Equine Dermatitis Study Guide
Overview and Clinical Importance
Dermatitis in horses encompasses a broad spectrum of inflammatory skin conditions that represent some of the most frequently encountered dermatological problems in equine practice. These conditions range from mild, self-limiting reactions to severe, debilitating diseases that significantly impact equine welfare and performance. Understanding the etiology, clinical presentation, and management of equine dermatitis is essential for the NAVLE examination and clinical practice.
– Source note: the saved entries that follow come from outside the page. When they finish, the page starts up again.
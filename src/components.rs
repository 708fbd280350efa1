#![warn(clippy::all, clippy::pedantic)]

use bevy_ecs::prelude::*;
use ratatui::style::Color;
use std::fmt;
use std::time::Duration;

use crate::game::TARGET_SIZE;

#[derive(Debug, Clone, Copy, PartialEq, Eq, Hash)]
pub enum TargetKind {
    Outlaw,
    Bottle,
    Poster,
    Bandit,
    Sheriff,
}

impl TargetKind {
    #[must_use]
    pub fn name(self) -> &'static str {
        match self {
            TargetKind::Outlaw => "outlaw",
            TargetKind::Bottle => "bottle",
            TargetKind::Poster => "poster",
            TargetKind::Bandit => "bandit",
            TargetKind::Sheriff => "sheriff",
        }
    }

    /// Single-character sprite drawn in the middle of the target box.
    #[must_use]
    pub fn glyph(self) -> &'static str {
        match self {
            TargetKind::Outlaw => "☻",
            TargetKind::Bottle => "♜",
            TargetKind::Poster => "▤",
            TargetKind::Bandit => "☠",
            TargetKind::Sheriff => "★",
        }
    }

    #[must_use]
    pub fn get_color(self) -> Color {
        match self {
            TargetKind::Outlaw | TargetKind::Bandit => Color::LightRed,
            TargetKind::Bottle => Color::LightCyan,
            TargetKind::Poster => Color::Yellow,
            TargetKind::Sheriff => Color::LightGreen,
        }
    }
}

impl fmt::Display for TargetKind {
    fn fmt(&self, f: &mut fmt::Formatter<'_>) -> fmt::Result {
        f.write_str(self.name())
    }
}

#[derive(Debug, Clone, Copy, PartialEq, Eq, PartialOrd, Ord, Hash)]
pub struct TargetId(pub u64);

impl fmt::Display for TargetId {
    fn fmt(&self, f: &mut fmt::Formatter<'_>) -> fmt::Result {
        write!(f, "#{}", self.0)
    }
}

/// Horizontal travel direction of a target.
#[derive(Debug, Clone, Copy, PartialEq, Eq)]
pub enum Heading {
    Left,
    Right,
}

impl Heading {
    #[must_use]
    pub fn sign(self) -> f32 {
        match self {
            Heading::Left => -1.0,
            Heading::Right => 1.0,
        }
    }

    #[must_use]
    pub fn random(rng: &mut fastrand::Rng) -> Self {
        if rng.bool() {
            Heading::Right
        } else {
            Heading::Left
        }
    }
}

/// A live target in the shooting range.
///
/// Times are measured on the session clock, which only runs while a session
/// is playing and unpaused.
#[derive(Debug, Clone, PartialEq)]
pub struct Target {
    pub id: TargetId,
    pub kind: TargetKind,
    pub x: f32,
    pub y: f32,
    pub speed: f32,
    pub points: i32,
    pub direction: Heading,
    pub is_hit: bool,
    pub created_at: Duration,
    pub hit_at: Option<Duration>,
}

impl Target {
    #[must_use]
    pub fn age(&self, now: Duration) -> Duration {
        now.saturating_sub(self.created_at)
    }

    #[must_use]
    pub fn contains(&self, x: f32, y: f32) -> bool {
        x >= self.x && x < self.x + TARGET_SIZE && y >= self.y && y < self.y + TARGET_SIZE
    }

    #[must_use]
    pub fn center(&self) -> (f32, f32) {
        (self.x + TARGET_SIZE / 2.0, self.y + TARGET_SIZE / 2.0)
    }
}

/// Partial description of a target. Unset fields get defaults on insert.
#[derive(Debug, Clone, Default, PartialEq)]
pub struct TargetSpec {
    pub kind: Option<TargetKind>,
    pub x: Option<f32>,
    pub y: Option<f32>,
    pub speed: Option<f32>,
    pub points: Option<i32>,
    pub direction: Option<Heading>,
    pub created_at: Option<Duration>,
}

#[derive(Component, Debug, Clone, Copy, PartialEq)]
pub struct Position {
    pub x: f32,
    pub y: f32,
}

// Particle system for muzzle flashes and hit sparks, in playfield pixels
#[derive(Component, Debug, Clone)]
pub struct Particle {
    pub position: Position,
    pub velocity: (f32, f32),
    pub color: Color,
    pub lifetime: f32,
    pub size: f32,
}

// Screen shake effect
#[derive(Debug, Clone, Resource, Default)]
pub struct ScreenShake {
    pub intensity: f32,
    pub duration: f32,
    pub current_offset: (i16, i16),
    pub is_active: bool,
}

/// Last known mouse position in terminal cells, used to draw the crosshair.
#[derive(Resource, Debug, Clone, Copy, Default, PartialEq, Eq)]
pub struct Pointer {
    pub cell: Option<(u16, u16)>,
}
#![warn(clippy::all, clippy::pedantic)]

use bevy_ecs::prelude::*;
use log::trace;

use crate::components::ScreenShake;

// Duration the fade-out is measured against
const SHAKE_FADE: f32 = 0.3;

/// Triggers a screen shake effect with the specified intensity and duration.
/// A weaker shake never cuts a stronger one short.
pub fn trigger_screen_shake(world: &mut World, intensity: f32, duration: f32) {
    let Some(mut screen_shake) = world.get_resource_mut::<ScreenShake>() else {
        return;
    };
    if screen_shake.is_active && screen_shake.intensity > intensity {
        return;
    }
    screen_shake.intensity = intensity;
    screen_shake.duration = duration;
    screen_shake.is_active = true;
    trace!("Screen shake triggered with intensity {intensity}");
}

/// Updates the screen shake state based on elapsed time
pub fn update_screen_shake(world: &mut World, delta_seconds: f32) {
    let Some(mut screen_shake) = world.get_resource_mut::<ScreenShake>() else {
        return;
    };
    if screen_shake.duration <= 0.0 {
        return;
    }

    screen_shake.duration -= delta_seconds;
    if screen_shake.duration <= 0.0 {
        *screen_shake = ScreenShake::default();
        return;
    }

    let intensity = screen_shake.intensity * (screen_shake.duration / SHAKE_FADE).min(1.0);
    #[allow(clippy::cast_possible_truncation)]
    let max_offset = (intensity * 2.0) as i16;

    // Terminal cells are twice as tall as wide, so shake less vertically
    screen_shake.current_offset = (
        fastrand::i16(0..=max_offset) - max_offset / 2,
        fastrand::i16(0..=max_offset / 2) - max_offset / 4,
    );
}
Equine dermatitis conditions can be broadly categorized into infectious (bacterial, fungal, parasitic), allergic/hypersensitivity (insect bite hypersensitivity, atopic dermatitis, contact dermatitis), and environmentally-induced (photosensitization, pastern dermatitis) causes. The skin serves as the body's largest organ and primary barrier against environmental insults, making accurate diagnosis and treatment of dermatological conditions critical for maintaining overall equine health.
Pastern Dermatitis (Scratches/Mud Fever)
Definition and Terminology
Equine pastern dermatitis (EPD) is a multifactorial syndrome rather than a single disease entity. It manifests as inflammatory cutaneous lesions on the distal extremities, typically affecting the palmar/plantar aspect of the pastern region. Common lay terms include scratches, mud fever, greasy heel, mud rash, dew poisoning, cracked heels, and grapes (for the chronic proliferative form).
Clinical Forms of Pastern Dermatitis
Etiology and Risk Factors
Primary Causes
Bacterial: Dermatophilus congolensis (most common), Staphylococcus aureus, Streptococcus spp., Pseudomonas spp.
Fungal: Zygomycota phylum, Malassezia spp., Pythium (oomycete)
Parasitic: Chorioptes equi (leg mites) - causes chorioptic mange
Other: Photosensitization, contact dermatitis, pastern leukocytoclastic vasculitis
Predisposing Factors
- Prolonged exposure to wet, muddy conditions (primary environmental factor)
- Draft breeds with feathered legs (trap moisture and debris)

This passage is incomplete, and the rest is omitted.